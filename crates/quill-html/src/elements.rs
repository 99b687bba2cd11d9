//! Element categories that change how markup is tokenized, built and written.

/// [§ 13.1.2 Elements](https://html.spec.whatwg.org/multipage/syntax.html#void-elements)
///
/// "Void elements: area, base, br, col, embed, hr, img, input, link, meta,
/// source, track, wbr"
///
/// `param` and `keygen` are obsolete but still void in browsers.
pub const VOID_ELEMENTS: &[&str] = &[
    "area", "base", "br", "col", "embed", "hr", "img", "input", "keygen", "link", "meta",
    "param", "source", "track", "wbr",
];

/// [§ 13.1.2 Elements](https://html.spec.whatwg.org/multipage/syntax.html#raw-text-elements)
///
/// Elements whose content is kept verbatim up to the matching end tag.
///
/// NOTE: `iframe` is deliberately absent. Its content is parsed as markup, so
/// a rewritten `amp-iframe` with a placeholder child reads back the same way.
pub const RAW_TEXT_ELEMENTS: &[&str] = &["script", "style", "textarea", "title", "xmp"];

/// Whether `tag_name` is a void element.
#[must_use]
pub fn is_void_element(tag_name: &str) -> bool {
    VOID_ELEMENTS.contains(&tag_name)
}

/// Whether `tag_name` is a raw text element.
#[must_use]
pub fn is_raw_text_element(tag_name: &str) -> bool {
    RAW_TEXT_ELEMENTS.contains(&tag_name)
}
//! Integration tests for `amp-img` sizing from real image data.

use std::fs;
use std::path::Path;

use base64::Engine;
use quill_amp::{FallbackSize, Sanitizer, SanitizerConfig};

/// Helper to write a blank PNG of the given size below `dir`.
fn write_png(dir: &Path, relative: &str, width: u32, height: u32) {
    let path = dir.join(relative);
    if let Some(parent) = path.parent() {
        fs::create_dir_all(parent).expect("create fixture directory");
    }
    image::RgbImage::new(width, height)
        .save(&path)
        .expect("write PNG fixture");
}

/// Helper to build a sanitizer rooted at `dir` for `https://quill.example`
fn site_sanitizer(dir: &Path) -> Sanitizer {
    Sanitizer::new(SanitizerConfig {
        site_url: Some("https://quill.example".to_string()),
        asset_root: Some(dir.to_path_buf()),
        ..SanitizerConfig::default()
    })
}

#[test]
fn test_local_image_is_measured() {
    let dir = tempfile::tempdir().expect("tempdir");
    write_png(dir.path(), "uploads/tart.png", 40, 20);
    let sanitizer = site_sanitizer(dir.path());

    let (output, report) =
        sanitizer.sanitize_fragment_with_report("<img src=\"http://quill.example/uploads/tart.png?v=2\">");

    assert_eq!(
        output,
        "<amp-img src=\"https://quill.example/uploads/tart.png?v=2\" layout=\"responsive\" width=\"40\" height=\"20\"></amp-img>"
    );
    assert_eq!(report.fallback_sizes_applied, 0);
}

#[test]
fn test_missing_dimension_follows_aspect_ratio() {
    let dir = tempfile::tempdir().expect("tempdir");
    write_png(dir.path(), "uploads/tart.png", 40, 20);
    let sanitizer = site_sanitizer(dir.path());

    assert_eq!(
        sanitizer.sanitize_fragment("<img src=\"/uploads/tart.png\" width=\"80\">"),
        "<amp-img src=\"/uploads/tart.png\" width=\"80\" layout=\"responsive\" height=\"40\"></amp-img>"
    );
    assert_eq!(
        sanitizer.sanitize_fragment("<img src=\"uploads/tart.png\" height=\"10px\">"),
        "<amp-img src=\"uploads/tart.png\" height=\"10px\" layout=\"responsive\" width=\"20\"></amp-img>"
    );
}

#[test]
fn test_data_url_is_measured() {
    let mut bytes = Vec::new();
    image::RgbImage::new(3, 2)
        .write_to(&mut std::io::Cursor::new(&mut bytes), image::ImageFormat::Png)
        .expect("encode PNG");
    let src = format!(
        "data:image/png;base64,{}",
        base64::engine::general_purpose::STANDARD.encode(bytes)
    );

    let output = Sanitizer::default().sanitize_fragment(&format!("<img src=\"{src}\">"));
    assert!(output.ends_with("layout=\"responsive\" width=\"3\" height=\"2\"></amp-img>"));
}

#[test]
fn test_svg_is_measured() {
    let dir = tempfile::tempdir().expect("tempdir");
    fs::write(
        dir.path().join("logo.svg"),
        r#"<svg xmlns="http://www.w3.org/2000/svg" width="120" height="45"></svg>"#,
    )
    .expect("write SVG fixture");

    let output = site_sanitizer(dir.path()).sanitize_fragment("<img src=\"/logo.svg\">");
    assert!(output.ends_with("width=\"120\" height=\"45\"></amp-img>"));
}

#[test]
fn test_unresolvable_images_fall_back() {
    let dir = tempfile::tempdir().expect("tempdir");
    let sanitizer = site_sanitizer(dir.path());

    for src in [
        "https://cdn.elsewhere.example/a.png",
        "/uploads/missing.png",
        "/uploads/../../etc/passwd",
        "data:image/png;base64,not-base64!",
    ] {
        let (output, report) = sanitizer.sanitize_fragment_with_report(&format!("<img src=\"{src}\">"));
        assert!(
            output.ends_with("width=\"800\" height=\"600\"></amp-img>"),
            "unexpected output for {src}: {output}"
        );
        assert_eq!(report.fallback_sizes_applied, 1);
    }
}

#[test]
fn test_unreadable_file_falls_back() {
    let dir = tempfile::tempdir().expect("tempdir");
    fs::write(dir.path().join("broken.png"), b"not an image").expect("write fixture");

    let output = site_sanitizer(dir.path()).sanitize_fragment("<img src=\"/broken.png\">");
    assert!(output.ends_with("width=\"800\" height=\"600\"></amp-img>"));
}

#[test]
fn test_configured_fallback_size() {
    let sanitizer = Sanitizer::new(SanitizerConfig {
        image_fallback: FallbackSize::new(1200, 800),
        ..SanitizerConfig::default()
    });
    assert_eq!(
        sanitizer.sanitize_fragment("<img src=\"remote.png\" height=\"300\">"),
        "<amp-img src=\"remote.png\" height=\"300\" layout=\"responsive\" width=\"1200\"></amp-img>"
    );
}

_ _ _ _ _ _ _

- [What to do] Reproduce every line from the entries that holds the word "keygen".

- [Solution to the exercise]
/// `param` and `keygen` are obsolete but still void in browsers.
    "area", "base", "br", "col", "embed", "hr", "img", "input", "keygen", "link", "meta",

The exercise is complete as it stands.